#### What the task asks
Reproduce, with no edits, the line that contains "tokio::time::sleep(self.pause).await;" and all the lines that follow it, ending with the last line of the records.
------------------------------------------------------------
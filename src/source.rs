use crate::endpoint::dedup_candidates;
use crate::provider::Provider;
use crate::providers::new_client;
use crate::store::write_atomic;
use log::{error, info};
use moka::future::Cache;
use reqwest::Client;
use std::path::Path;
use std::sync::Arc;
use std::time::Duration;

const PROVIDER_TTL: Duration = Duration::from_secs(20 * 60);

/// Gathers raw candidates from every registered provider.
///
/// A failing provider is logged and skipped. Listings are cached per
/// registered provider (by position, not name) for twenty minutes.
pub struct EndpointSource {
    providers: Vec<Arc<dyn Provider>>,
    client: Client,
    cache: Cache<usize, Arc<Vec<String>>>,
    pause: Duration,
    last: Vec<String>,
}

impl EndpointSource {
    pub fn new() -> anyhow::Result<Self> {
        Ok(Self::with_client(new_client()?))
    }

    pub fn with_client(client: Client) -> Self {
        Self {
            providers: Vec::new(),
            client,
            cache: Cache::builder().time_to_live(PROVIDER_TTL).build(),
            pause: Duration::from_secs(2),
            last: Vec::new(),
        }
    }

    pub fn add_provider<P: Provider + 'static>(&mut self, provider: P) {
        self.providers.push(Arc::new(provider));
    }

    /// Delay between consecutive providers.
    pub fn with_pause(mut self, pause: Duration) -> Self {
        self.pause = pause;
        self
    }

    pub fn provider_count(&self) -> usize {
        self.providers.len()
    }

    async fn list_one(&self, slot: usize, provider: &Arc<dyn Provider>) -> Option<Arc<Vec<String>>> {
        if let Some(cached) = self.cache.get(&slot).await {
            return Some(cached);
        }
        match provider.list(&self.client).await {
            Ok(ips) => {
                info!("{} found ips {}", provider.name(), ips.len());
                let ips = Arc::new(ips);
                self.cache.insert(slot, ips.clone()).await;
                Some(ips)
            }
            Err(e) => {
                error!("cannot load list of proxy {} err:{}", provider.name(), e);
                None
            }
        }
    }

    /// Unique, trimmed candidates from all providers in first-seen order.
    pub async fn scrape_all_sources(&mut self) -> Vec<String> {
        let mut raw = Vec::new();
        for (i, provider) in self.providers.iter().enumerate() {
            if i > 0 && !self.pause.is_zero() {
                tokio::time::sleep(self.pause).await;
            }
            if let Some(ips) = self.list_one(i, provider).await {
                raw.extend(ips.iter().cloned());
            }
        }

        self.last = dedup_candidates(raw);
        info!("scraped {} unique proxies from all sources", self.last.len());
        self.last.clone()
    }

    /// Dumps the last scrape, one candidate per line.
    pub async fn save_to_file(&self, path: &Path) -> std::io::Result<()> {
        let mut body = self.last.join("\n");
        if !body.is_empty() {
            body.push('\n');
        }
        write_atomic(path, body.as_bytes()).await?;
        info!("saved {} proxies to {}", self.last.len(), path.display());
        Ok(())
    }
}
------------------------------------------------------------
#### Exercise result
                tokio::time::sleep(self.pause).await;
            }
            if let Some(ips) = self.list_one(i, provider).await {
                raw.extend(ips.iter().cloned());
            }
        }

        self.last = dedup_candidates(raw);
        info!("scraped {} unique proxies from all sources", self.last.len());
        self.last.clone()
    }

    /// Dumps the last scrape, one candidate per line.
    pub async fn save_to_file(&self, path: &Path) -> std::io::Result<()> {
        let mut body = self.last.join("\n");
        if !body.is_empty() {
            body.push('\n');
        }
        write_atomic(path, body.as_bytes()).await?;
        info!("saved {} proxies to {}", self.last.len(), path.display());
        Ok(())
    }
}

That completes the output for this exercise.